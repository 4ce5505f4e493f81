//! Weighted cross-tabulations and smoothed time series for the Census
//! Household Pulse Survey.
//!
//! The crate turns weekly public-use microdata into published estimates:
//!
//! - load the question/response label dictionary and the county to metro
//!   crosswalk (`dictionary` module),
//! - parse a week's microdata with its person and household replicate weights
//!   (`microdata` module) and prepare it for tabulation (`derive` module),
//! - estimate weighted totals and shares with replicate-weight confidence
//!   intervals (`estimation` module) for every question × cross-tab cell
//!   (`crosstab` module),
//! - smooth each share series over time with LOWESS, clamp it and renormalize
//!   within question groups (`lowess` and `smoothing` modules),
//! - persist the tables and build the front-end cache (`sink`, `cache`).
//!
//! # Quick start
//!
//! ```no_run
//! use pulse_xtab::pipeline::{smooth_stored, Pipeline};
//! use pulse_xtab::sink::CsvDirectorySink;
//! use pulse_xtab::source::{DirectoryDictionary, DirectorySource};
//! use pulse_xtab::PipelineOptions;
//!
//! # fn main() -> pulse_xtab::Result<()> {
//! let dictionary = DirectoryDictionary::new("dictionary").load()?;
//! let source = DirectorySource::new("data");
//! let mut sink = CsvDirectorySink::new("store")?;
//!
//! let options = PipelineOptions::default();
//! let pipeline = Pipeline::new(&source, &dictionary, options.clone())?;
//! let report = pipeline.run(&[40, 41, 42], &mut sink)?;
//! println!("processed weeks {:?}", report.processed_weeks);
//!
//! let smoothed = smooth_stored(&mut sink, &dictionary, &options)?;
//! println!("{} smoothed rows", smoothed.cells);
//! # Ok(())
//! # }
//! ```

pub mod cache;
pub mod collection;
pub mod crosstab;
pub mod derive;
pub mod dictionary;
pub mod error;
pub mod estimation;
pub mod lowess;
pub mod microdata;
pub mod notify;
pub mod options;
pub mod pipeline;
pub mod retry;
pub mod sink;
pub mod smoothing;
pub mod source;

pub use crosstab::{CellKey, CrosstabBuilder, CrosstabCell, CrosstabTable};
pub use error::{PulseError, Result};
pub use estimation::{CellEstimate, Interval, WeightedEstimator};
pub use options::{
    CrosstabOptions, EstimationOptions, PipelineOptions, RetryOptions, SmoothingOptions, TimeAxis,
    VarianceMethod,
};
pub use smoothing::{SmoothedCell, SmoothedTable, Smoother};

+===+

An exact reproduction of all the entries above is the expected answer.

ANSWER TO THE PROBLEM:
repository 4ce5505f4e493f81
//! Weighted cross-tabulations and smoothed time series for the Census
//! Household Pulse Survey.
//!
//! The crate turns weekly public-use microdata into published estimates:
//!
//! - load the question/response label dictionary and the county to metro
//!   crosswalk (`dictionary` module),
//! - parse a week's microdata with its person and household replicate weights
//!   (`microdata` module) and prepare it for tabulation (`derive` module),
//! - estimate weighted totals and shares with replicate-weight confidence
//!   intervals (`estimation` module) for every question × cross-tab cell
//!   (`crosstab` module),
//! - smooth each share series over time with LOWESS, clamp it and renormalize
//!   within question groups (`lowess` and `smoothing` modules),
//! - persist the tables and build the front-end cache (`sink`, `cache`).
//!
//! # Quick start
//!
//! ```no_run
//! use pulse_xtab::pipeline::{smooth_stored, Pipeline};
//! use pulse_xtab::sink::CsvDirectorySink;
//! use pulse_xtab::source::{DirectoryDictionary, DirectorySource};
//! use pulse_xtab::PipelineOptions;
//!
//! # fn main() -> pulse_xtab::Result<()> {
//! let dictionary = DirectoryDictionary::new("dictionary").load()?;
//! let source = DirectorySource::new("data");
//! let mut sink = CsvDirectorySink::new("store")?;
//!
//! let options = PipelineOptions::default();
//! let pipeline = Pipeline::new(&source, &dictionary, options.clone())?;
//! let report = pipeline.run(&[40, 41, 42], &mut sink)?;
//! println!("processed weeks {:?}", report.processed_weeks);
//!
//! let smoothed = smooth_stored(&mut sink, &dictionary, &options)?;
//! println!("{} smoothed rows", smoothed.cells);
//! # Ok(())
//! # }
//! ```

pub mod cache;
pub mod collection;
pub mod crosstab;
pub mod derive;
pub mod dictionary;
pub mod error;
pub mod estimation;
pub mod lowess;
pub mod microdata;
pub mod notify;
pub mod options;
pub mod pipeline;
pub mod retry;
pub mod sink;
pub mod smoothing;
pub mod source;

pub use crosstab::{CellKey, CrosstabBuilder, CrosstabCell, CrosstabTable};
pub use error::{PulseError, Result};
pub use estimation::{CellEstimate, Interval, WeightedEstimator};
pub use options::{
    CrosstabOptions, EstimationOptions, PipelineOptions, RetryOptions, SmoothingOptions, TimeAxis,
    VarianceMethod,
};
pub use smoothing::{SmoothedCell, SmoothedTable, Smoother};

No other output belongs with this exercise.